Now, four years after his death, the Metropolitan Museum of Art’s spring 2023 Costume Institute exhibition will explore and celebrate the work of the late German designer. The focus will be on his stylistic vocabulary and the repeated aesthetic themes that can be seen in his early work in the 1950s all the way through to his final Alpine-themed collection for CHANEL in 2019.
“The exhibition will explore Lagerfeld’s complex working methodology, tracing the evolution of his fashions from the two dimensional to the three dimensional,” says Costume Institute exhibition curator Andrew Bolton. “The fluid lines of his sketches found expression in recurring aesthetic themes in his fashions, uniting his designs for Balmain, Patou, Chloé, Fendi, CHANEL, and his eponymous label, Karl Lagerfeld, creating a diverse and prolific body of work unparalleled in the history of fashion.”

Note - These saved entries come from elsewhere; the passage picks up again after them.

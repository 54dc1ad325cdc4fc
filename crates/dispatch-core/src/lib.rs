//! Core dispatch logic for the delivery dashboard.
//!
//! This crate owns everything that changes or derives order state:
//! - the order state machine behind the mutation API
//! - the periodic dispatch simulation that moves orders forward
//! - statistics and driver rankings computed from the store on read
//! - the engine that serialises all of the above against one shared store
//!   and publishes an event after each committed change

pub mod builder;
pub mod engine;
pub mod event_bus;
pub mod generator;
pub mod random;
pub mod ranking;
pub mod simulation;
pub mod state;
pub mod stats;

pub use builder::DispatchBuilder;
pub use engine::{DispatchEngine, EngineError};
pub use event_bus::EventBus;
pub use generator::OrderGenerator;
pub use random::RandomSource;
pub use simulation::{DispatchSimulator, TickOutcome};
pub use state::{DispatchError, EntityKind, OrderStateMachine};
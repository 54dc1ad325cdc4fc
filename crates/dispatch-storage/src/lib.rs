//! Storage module for the dispatch dashboard.
//!
//! The entity store is the single source of truth for orders and drivers.
//! Readers get cloned snapshots; every change goes through a named
//! operation so that the order/driver invariant cannot be bypassed.
//! The store itself is not synchronised: callers that share it across
//! tasks wrap it in a lock and hold that lock for a whole operation.

use chrono::Utc;
use dispatch_config::SeedConfig;
use dispatch_types::{Driver, Order, OrderStatus};
use std::collections::{HashSet, VecDeque};
use thiserror::Error;

/// Errors that can occur during storage operations.
#[derive(Debug, Error, PartialEq, Eq)]
pub enum StoreError {
	/// No order with this ID.
	#[error("Order not found: {0}")]
	OrderNotFound(String),
	/// No driver with this ID.
	#[error("Driver not found: {0}")]
	DriverNotFound(String),
	/// An entity with this ID already exists.
	#[error("Duplicate ID: {0}")]
	Duplicate(String),
	/// A write would break the order/driver invariant.
	#[error("Inconsistent order {id}: {reason}")]
	Inconsistent { id: String, reason: String },
}

/// In-memory store of orders and drivers.
///
/// Orders are kept most-recent-first: new orders are prepended, and
/// `list_orders` returns them in that order. Drivers keep seed order.
#[derive(Debug, Clone, Default)]
pub struct EntityStore {
	orders: VecDeque<Order>,
	drivers: Vec<Driver>,
	/// Next candidate suffix for generated order IDs.
	next_sequence: u64,
}

impl EntityStore {
	/// Creates a store from already-built entities.
	///
	/// Rejects duplicate IDs, orders that break the driver invariant and
	/// orders that reference an unknown driver.
	pub fn new(orders: Vec<Order>, drivers: Vec<Driver>) -> Result<Self, StoreError> {
		let mut driver_ids = HashSet::new();
		for driver in &drivers {
			if !driver_ids.insert(driver.id.as_str()) {
				return Err(StoreError::Duplicate(driver.id.clone()));
			}
		}

		let mut order_ids = HashSet::new();
		for order in &orders {
			if !order_ids.insert(order.id.as_str()) {
				return Err(StoreError::Duplicate(order.id.clone()));
			}
			check_consistency(order)?;
			if let Some(driver_id) = &order.driver_id {
				if !driver_ids.contains(driver_id.as_str()) {
					return Err(StoreError::DriverNotFound(driver_id.clone()));
				}
			}
		}

		let next_sequence = orders.len() as u64 + 1;
		tracing::debug!(
			orders = orders.len(),
			drivers = drivers.len(),
			"Entity store initialised"
		);

		Ok(Self {
			orders: orders.into(),
			drivers,
			next_sequence,
		})
	}

	/// Creates a store from configured seed data.
	pub fn from_seed(seed: &SeedConfig) -> Result<Self, StoreError> {
		let loaded_at = Utc::now();
		let orders = seed.orders.iter().map(|o| o.to_order(loaded_at)).collect();
		let drivers = seed.drivers.iter().map(|d| d.to_driver()).collect();
		Self::new(orders, drivers)
	}

	/// Snapshot of all orders, most recent first.
	pub fn list_orders(&self) -> Vec<Order> {
		self.orders.iter().cloned().collect()
	}

	/// Snapshot of all drivers, in seed order.
	pub fn list_drivers(&self) -> Vec<Driver> {
		self.drivers.clone()
	}

	/// Read-only iteration over orders in store order.
	pub fn orders(&self) -> impl Iterator<Item = &Order> {
		self.orders.iter()
	}

	/// Read-only view of the drivers in seed order.
	pub fn drivers(&self) -> &[Driver] {
		&self.drivers
	}

	/// Looks up an order by ID.
	pub fn find_order(&self, id: &str) -> Option<Order> {
		self.orders.iter().find(|o| o.id == id).cloned()
	}

	/// Looks up a driver by ID.
	pub fn find_driver(&self, id: &str) -> Option<Driver> {
		self.drivers.iter().find(|d| d.id == id).cloned()
	}

	/// Orders with the given status, in store order.
	pub fn orders_by_status(&self, status: OrderStatus) -> Vec<Order> {
		self.orders
			.iter()
			.filter(|o| o.status == status)
			.cloned()
			.collect()
	}

	/// ID of the first order in store order with the given status.
	pub fn first_with_status(&self, status: OrderStatus) -> Option<String> {
		self.orders
			.iter()
			.find(|o| o.status == status)
			.map(|o| o.id.clone())
	}

	pub fn order_count(&self) -> usize {
		self.orders.len()
	}

	pub fn driver_count(&self) -> usize {
		self.drivers.len()
	}

	/// Allocates an order ID of the form `c<n>` not used by any stored order.
	pub fn next_order_id(&mut self) -> String {
		loop {
			let candidate = format!("c{}", self.next_sequence);
			self.next_sequence += 1;
			if !self.orders.iter().any(|o| o.id == candidate) {
				return candidate;
			}
		}
	}

	/// Prepends a new order.
	pub fn insert_order(&mut self, order: Order) -> Result<(), StoreError> {
		if self.orders.iter().any(|o| o.id == order.id) {
			return Err(StoreError::Duplicate(order.id));
		}
		check_consistency(&order)?;
		if let Some(driver_id) = &order.driver_id {
			if self.find_driver(driver_id).is_none() {
				return Err(StoreError::DriverNotFound(driver_id.clone()));
			}
		}
		self.orders.push_front(order);
		Ok(())
	}

	/// Applies `updater` to a copy of the order and commits it only if the
	/// result still satisfies the invariant. Returns the committed order.
	pub fn update_order_with<F>(&mut self, id: &str, updater: F) -> Result<Order, StoreError>
	where
		F: FnOnce(&mut Order),
	{
		let slot = self
			.orders
			.iter_mut()
			.find(|o| o.id == id)
			.ok_or_else(|| StoreError::OrderNotFound(id.to_string()))?;

		let mut updated = slot.clone();
		updater(&mut updated);

		if updated.id != slot.id {
			return Err(StoreError::Inconsistent {
				id: id.to_string(),
				reason: "order ID cannot change".into(),
			});
		}
		if slot.driver_id.is_some() && updated.driver_id != slot.driver_id {
			return Err(StoreError::Inconsistent {
				id: id.to_string(),
				reason: "driver cannot be changed once set".into(),
			});
		}
		check_consistency(&updated)?;

		*slot = updated.clone();
		Ok(updated)
	}
}

fn check_consistency(order: &Order) -> Result<(), StoreError> {
	if order.is_consistent() {
		return Ok(());
	}
	let reason = if order.driver_id.is_some() {
		"pending order cannot reference a driver"
	} else {
		"assigned or delivered order must reference a driver"
	};
	Err(StoreError::Inconsistent {
		id: order.id.clone(),
		reason: reason.into(),
	})
}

Presented at The Met Fifth Avenue in the museum’s Tisch Galleries, “Karl Lagerfeld: A Line of Beauty” will be on view from May 5 through July 16 and will also serve as the theme of the 2023 Met Gala, where fashion’s elite gather in their most spectacular garb on the first Monday of May. The chief sponsor of the exhibit will be CHANEL, which will be supported by Fendi, Condé Nast, and Lagerfeld’s own fashion brand.
Approximately 150 garments will be highlighted in the exhibit, spanning the designer’s career as the creative director of Chloé, Fendi, CHANEL, and his own label, Karl Lagerfeld, as well as his time at Balmain and Patou.
Lagerfeld’s astounding impact at CHANEL is perhaps where his legacy is most imprinted. Taking on the creative director role in the early ’80s when the label was all but washed up, he helped reinvigorate the fashion house into the influential and powerful luxury brand it is today. Along with reinventing the CHANEL jacket and suit, the little black dress, the two-tone shoes, the quilted handbags, and the pearls and costume jewelry, Lagerfeld is even credited for creating the interlocking Cs logo that has since become one of the most iconic and recognizable logos in the fashion industry.
“Emblematic Creative Director for the CHANEL Fashion House from 1983 until his passing in February 2019, Karl Lagerfeld was an extraordinary, creative individual who reinvented the brand’s codes created by Gabrielle Chanel through his inspiration and collections for the House,” a CHANEL spokesperson said in a statement about the upcoming exhibition. “CHANEL is pleased to support this exhibition, which sheds light on the work of a designer of genius who marked the history of fashion and changed the destiny of the House forever.”